WHAT NEEDS TO BE DONE =
Using the records below, transcribe word for word the stretch from the line that contains "return Err(FetchCause::Status(status.as_u16()));" through the line that contains "ordered rule lists", both end lines included, and nothing else.

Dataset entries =
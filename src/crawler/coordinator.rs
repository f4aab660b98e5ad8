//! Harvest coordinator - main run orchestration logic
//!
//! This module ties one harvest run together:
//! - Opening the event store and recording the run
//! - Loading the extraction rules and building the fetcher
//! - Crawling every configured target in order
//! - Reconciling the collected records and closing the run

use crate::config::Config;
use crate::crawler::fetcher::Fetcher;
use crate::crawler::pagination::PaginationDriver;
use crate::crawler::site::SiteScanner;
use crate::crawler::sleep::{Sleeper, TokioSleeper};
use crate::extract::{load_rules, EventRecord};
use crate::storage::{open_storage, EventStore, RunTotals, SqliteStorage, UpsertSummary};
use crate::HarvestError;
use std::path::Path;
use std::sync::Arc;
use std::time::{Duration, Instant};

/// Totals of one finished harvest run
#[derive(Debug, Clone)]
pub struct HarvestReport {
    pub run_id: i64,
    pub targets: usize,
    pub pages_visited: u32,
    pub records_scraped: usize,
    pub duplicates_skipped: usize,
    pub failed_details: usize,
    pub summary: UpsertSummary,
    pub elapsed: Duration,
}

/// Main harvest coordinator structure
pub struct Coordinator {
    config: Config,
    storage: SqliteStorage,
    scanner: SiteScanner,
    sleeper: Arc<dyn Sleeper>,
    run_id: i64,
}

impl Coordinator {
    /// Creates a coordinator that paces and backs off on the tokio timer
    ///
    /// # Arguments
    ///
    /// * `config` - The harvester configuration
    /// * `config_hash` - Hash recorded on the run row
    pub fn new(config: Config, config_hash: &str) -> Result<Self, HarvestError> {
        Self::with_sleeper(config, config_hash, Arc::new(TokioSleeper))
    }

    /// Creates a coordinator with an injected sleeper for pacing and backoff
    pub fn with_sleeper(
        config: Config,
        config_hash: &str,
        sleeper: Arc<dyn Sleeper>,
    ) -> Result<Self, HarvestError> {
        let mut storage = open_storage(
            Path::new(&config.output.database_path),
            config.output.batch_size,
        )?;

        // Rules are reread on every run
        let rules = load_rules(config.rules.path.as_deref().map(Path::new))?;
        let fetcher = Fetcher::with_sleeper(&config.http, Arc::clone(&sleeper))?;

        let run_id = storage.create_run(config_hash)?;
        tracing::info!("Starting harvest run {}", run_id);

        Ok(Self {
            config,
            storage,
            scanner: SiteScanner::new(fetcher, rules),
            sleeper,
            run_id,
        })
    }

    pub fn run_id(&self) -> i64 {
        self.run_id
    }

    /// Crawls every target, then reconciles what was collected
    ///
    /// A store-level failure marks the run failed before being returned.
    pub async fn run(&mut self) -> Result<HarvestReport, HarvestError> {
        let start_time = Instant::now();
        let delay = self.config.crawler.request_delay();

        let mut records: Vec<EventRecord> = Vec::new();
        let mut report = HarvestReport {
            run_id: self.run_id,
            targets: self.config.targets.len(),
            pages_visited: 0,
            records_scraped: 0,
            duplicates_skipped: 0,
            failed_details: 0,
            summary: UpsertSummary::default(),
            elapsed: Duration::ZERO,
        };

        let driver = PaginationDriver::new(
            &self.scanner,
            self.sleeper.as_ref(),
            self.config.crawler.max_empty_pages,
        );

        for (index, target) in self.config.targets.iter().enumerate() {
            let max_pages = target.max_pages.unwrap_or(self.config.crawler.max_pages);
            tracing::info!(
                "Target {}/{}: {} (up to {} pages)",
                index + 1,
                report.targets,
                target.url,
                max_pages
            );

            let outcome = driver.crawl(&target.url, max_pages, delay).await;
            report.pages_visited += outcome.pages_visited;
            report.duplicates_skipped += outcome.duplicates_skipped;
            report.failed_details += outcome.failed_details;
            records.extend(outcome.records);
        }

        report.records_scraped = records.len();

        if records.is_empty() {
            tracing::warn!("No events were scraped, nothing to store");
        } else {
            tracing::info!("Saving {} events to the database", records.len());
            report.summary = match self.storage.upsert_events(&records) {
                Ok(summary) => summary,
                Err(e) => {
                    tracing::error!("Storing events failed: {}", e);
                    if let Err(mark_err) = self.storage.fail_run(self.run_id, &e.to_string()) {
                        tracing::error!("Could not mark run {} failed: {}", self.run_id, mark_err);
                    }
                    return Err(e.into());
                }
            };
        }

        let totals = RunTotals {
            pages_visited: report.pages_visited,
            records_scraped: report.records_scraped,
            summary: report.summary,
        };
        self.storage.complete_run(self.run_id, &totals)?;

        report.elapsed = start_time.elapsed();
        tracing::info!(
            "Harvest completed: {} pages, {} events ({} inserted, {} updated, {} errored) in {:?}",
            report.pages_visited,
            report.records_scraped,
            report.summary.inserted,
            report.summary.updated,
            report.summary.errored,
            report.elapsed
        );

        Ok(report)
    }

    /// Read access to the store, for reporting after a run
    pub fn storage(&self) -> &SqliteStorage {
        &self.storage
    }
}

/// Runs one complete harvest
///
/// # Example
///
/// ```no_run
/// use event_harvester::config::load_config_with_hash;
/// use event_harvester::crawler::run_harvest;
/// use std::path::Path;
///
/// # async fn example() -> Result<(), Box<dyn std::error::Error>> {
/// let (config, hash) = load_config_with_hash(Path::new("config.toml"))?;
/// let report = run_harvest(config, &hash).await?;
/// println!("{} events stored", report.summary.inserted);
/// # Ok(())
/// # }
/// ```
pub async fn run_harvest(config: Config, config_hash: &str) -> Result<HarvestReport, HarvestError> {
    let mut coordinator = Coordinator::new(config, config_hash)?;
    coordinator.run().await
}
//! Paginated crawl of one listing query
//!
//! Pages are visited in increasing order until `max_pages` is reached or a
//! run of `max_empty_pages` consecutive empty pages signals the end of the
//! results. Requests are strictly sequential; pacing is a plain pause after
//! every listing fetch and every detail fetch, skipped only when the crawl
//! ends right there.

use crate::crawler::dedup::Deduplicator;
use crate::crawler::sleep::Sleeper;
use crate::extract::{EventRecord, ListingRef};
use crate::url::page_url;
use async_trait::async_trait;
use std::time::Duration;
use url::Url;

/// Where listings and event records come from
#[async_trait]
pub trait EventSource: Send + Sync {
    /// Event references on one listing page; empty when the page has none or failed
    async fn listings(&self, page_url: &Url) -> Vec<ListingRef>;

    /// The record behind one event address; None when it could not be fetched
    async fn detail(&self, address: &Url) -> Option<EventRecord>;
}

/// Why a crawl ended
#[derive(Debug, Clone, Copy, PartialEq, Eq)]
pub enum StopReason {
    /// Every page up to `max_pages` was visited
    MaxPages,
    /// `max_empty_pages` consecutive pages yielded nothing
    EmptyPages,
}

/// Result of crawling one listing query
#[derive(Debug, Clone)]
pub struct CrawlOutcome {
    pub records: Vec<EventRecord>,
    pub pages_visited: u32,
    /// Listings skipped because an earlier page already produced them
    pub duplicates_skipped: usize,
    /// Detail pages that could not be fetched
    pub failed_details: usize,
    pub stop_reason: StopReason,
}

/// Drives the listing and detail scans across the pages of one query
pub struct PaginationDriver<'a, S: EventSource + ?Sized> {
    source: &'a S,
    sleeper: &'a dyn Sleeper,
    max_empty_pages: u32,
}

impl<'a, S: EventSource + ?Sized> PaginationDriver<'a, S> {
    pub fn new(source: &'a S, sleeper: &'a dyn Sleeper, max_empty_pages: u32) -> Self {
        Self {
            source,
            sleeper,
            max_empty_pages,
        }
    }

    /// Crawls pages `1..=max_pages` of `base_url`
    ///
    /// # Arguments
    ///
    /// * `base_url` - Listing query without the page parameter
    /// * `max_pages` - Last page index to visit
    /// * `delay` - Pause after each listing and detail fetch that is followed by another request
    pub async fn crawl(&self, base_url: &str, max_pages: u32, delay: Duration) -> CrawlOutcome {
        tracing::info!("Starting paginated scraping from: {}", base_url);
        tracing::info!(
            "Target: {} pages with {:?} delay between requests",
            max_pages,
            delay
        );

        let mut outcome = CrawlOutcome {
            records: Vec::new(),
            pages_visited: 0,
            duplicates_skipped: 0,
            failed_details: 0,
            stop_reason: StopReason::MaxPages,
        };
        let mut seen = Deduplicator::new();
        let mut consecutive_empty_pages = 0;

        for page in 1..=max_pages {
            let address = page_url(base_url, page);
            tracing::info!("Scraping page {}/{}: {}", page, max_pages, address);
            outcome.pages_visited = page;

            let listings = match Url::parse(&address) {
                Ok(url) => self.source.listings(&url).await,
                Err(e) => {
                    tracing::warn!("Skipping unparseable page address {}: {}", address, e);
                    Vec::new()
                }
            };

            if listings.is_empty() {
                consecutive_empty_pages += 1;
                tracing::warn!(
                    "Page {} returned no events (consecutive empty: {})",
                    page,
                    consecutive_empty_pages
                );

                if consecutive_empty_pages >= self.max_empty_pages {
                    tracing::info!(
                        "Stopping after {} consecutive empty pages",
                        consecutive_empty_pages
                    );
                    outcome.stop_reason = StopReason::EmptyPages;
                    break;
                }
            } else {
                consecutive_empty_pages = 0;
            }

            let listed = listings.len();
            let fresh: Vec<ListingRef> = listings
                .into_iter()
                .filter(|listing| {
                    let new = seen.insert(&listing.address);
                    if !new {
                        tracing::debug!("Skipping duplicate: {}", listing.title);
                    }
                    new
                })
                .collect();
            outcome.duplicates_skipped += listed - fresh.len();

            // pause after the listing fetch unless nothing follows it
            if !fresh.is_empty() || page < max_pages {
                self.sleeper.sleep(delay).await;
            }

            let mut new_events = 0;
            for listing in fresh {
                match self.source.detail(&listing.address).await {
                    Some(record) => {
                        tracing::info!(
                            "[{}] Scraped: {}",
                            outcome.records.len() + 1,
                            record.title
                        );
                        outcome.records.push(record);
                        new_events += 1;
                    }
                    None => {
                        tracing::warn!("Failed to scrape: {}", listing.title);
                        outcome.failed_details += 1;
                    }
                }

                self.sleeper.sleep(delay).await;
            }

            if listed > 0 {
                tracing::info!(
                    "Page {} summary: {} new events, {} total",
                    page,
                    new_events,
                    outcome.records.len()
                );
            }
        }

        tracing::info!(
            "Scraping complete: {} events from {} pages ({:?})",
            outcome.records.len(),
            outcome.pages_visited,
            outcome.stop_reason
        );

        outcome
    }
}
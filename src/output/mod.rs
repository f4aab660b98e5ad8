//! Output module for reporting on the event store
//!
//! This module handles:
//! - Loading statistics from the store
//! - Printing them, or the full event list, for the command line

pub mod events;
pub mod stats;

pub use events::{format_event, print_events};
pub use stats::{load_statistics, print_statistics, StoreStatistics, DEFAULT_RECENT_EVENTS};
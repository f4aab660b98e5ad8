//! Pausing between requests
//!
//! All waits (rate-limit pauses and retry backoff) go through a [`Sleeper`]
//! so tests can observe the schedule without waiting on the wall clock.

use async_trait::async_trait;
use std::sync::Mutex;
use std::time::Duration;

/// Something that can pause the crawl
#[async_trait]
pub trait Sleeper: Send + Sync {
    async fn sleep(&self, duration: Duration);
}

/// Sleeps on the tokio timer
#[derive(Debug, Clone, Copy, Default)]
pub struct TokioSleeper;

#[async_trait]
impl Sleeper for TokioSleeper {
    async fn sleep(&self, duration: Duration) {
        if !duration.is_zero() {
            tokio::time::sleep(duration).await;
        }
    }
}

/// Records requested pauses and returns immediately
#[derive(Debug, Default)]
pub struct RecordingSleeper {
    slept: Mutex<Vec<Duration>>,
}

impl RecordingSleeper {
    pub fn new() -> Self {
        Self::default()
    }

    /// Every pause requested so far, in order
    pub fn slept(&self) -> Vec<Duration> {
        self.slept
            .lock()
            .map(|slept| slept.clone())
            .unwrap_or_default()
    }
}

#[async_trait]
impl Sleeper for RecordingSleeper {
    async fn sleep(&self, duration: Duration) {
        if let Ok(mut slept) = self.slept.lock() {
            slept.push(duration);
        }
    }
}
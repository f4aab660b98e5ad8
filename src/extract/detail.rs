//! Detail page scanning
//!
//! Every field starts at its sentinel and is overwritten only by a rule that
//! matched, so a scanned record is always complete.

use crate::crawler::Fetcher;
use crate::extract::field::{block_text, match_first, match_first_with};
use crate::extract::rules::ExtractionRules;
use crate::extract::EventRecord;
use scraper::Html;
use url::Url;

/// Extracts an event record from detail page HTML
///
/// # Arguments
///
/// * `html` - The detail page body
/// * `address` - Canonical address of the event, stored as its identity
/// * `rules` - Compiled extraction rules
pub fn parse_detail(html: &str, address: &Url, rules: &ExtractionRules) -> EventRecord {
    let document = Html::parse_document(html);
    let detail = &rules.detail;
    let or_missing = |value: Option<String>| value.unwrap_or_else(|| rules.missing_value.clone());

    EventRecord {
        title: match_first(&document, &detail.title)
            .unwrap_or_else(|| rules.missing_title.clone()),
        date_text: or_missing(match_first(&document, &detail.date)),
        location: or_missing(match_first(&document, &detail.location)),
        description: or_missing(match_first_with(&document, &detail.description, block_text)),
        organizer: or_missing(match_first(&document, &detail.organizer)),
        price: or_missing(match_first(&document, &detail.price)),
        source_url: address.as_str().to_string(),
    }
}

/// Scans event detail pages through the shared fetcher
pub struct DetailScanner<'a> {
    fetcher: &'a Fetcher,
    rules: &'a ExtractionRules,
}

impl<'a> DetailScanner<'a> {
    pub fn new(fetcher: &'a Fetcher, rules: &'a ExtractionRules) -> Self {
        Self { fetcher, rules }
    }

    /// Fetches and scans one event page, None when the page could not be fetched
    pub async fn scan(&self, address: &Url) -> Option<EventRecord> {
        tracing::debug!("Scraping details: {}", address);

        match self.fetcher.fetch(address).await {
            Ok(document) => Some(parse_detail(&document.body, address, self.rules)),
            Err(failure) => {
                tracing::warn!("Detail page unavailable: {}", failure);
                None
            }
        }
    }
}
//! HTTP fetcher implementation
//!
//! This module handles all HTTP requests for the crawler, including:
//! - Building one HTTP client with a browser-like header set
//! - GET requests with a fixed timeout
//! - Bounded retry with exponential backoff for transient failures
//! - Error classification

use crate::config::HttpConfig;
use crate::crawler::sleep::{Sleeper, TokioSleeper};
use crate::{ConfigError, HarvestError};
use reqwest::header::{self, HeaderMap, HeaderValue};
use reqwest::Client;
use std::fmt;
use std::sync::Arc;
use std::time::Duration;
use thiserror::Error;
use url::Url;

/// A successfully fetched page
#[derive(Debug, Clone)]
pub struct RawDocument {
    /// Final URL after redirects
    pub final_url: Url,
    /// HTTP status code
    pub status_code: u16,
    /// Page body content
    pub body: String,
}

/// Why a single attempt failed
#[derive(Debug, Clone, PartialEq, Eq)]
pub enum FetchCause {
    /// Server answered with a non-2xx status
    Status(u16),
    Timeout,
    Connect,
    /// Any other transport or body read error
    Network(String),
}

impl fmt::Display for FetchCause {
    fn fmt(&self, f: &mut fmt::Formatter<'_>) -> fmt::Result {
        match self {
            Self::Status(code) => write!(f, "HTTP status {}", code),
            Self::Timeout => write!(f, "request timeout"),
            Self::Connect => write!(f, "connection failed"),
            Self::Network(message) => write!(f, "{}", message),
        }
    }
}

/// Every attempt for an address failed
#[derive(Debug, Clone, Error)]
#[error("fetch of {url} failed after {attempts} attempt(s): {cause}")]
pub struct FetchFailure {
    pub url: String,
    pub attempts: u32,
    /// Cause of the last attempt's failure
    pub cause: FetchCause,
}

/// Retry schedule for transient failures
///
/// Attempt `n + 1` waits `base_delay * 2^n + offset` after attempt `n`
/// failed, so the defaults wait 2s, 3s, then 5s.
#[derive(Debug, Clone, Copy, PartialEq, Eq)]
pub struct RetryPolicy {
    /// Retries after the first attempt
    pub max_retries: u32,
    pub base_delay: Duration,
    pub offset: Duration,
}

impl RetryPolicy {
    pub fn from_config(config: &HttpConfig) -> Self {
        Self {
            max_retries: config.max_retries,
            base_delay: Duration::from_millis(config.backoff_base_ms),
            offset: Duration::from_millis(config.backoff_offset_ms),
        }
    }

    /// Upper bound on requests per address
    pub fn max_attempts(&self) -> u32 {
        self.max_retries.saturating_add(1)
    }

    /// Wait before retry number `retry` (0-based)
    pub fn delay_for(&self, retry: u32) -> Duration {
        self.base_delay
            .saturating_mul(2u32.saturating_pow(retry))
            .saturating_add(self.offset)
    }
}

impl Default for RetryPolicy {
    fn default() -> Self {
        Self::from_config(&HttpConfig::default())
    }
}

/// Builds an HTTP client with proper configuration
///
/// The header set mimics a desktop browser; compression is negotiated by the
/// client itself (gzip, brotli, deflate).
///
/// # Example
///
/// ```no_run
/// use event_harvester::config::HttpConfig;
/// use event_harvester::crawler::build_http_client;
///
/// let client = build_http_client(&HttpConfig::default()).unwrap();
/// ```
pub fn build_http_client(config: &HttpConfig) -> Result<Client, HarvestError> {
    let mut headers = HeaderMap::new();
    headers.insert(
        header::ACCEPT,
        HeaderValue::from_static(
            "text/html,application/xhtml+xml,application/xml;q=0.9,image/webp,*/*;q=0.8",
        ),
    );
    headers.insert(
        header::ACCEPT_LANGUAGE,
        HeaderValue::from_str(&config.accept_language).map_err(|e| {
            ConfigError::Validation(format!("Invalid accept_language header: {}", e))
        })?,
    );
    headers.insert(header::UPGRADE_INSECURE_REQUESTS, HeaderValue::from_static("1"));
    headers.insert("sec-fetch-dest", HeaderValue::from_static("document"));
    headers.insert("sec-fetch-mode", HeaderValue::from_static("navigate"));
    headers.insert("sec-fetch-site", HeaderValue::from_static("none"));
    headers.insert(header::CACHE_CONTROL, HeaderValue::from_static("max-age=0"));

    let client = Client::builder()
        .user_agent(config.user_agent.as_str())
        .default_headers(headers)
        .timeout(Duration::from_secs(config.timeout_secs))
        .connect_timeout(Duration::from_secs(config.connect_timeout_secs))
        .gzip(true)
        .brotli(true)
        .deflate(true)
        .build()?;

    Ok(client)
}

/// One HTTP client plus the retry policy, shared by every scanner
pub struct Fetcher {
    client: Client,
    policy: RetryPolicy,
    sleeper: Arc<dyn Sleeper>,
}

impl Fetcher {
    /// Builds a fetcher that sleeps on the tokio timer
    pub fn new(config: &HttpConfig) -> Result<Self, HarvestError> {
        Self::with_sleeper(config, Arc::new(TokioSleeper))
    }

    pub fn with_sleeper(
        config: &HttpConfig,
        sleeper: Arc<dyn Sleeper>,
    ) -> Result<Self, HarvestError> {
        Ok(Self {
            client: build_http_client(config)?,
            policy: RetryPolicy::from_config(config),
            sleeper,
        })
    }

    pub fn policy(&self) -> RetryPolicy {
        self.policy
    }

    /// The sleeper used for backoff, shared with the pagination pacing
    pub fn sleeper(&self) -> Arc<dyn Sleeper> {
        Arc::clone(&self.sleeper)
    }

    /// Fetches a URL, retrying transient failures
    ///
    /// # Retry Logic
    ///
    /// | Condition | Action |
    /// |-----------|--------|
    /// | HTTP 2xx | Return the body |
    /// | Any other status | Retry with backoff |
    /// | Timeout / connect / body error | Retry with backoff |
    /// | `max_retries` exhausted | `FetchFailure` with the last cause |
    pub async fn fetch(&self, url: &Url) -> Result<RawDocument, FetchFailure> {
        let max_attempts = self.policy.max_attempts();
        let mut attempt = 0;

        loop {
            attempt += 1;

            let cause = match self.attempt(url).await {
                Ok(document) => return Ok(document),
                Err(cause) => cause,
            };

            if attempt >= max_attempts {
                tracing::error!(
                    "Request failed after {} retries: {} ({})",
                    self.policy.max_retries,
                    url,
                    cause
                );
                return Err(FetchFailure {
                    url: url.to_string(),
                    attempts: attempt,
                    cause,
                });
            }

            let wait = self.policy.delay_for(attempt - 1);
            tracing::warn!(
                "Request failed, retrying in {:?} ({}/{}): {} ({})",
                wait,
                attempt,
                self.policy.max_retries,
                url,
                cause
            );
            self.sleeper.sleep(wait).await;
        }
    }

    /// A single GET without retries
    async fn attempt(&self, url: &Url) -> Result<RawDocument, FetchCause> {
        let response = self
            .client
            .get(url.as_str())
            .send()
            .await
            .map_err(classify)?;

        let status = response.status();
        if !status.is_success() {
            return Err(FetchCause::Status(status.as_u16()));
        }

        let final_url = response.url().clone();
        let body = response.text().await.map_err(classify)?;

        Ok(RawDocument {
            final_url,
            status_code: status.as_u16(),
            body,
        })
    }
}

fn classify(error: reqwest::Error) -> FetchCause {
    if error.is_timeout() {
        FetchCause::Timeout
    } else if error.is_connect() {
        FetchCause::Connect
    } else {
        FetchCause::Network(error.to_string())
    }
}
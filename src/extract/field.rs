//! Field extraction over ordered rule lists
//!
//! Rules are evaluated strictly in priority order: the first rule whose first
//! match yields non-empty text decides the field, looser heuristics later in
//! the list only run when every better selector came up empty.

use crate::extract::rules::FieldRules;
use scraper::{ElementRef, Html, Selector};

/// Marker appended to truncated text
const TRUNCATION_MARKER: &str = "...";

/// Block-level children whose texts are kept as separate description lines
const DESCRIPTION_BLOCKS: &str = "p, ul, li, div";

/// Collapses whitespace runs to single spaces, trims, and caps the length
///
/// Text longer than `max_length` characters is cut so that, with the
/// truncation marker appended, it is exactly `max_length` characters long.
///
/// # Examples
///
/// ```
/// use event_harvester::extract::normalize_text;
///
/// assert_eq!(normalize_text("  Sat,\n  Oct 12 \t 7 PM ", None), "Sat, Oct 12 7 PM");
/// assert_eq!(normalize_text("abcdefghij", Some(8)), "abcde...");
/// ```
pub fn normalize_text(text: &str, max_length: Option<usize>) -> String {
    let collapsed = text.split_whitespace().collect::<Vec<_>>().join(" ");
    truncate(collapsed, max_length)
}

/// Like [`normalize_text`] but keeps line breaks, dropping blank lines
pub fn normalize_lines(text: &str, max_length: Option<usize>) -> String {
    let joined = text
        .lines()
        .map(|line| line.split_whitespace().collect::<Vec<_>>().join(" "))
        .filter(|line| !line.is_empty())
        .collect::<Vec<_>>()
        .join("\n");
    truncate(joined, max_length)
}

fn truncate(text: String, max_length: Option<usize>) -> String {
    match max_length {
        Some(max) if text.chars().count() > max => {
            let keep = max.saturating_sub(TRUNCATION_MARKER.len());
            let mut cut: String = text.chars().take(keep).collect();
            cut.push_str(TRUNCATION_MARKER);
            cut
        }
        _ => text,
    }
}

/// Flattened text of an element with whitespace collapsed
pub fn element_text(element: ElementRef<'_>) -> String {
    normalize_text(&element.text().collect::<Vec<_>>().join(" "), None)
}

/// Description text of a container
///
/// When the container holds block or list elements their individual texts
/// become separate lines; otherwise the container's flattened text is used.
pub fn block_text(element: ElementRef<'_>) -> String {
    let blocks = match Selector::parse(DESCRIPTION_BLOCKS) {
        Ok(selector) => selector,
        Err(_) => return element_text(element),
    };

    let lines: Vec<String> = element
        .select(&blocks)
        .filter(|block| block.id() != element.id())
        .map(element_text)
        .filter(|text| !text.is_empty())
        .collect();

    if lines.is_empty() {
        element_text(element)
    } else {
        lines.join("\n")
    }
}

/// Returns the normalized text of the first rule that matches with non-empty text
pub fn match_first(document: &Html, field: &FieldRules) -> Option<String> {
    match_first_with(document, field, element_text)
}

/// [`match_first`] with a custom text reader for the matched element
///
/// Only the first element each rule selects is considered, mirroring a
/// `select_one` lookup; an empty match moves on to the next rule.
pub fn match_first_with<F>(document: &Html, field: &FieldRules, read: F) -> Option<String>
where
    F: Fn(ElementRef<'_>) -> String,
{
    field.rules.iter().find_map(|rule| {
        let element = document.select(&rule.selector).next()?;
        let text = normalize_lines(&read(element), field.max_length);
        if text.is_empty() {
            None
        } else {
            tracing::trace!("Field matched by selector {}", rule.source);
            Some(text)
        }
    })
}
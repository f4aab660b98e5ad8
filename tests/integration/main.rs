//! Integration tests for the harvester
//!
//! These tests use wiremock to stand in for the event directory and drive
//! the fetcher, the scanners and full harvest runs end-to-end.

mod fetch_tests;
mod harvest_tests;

WORKED SOLUTION =
            return Err(FetchCause::Status(status.as_u16()));
        }

        let final_url = response.url().clone();
        let body = response.text().await.map_err(classify)?;

        Ok(RawDocument {
            final_url,
            status_code: status.as_u16(),
            body,
        })
    }
}

fn classify(error: reqwest::Error) -> FetchCause {
    if error.is_timeout() {
        FetchCause::Timeout
    } else if error.is_connect() {
        FetchCause::Connect
    } else {
        FetchCause::Network(error.to_string())
    }
}
filename src/extract/field.rs
//! Field extraction over ordered rule lists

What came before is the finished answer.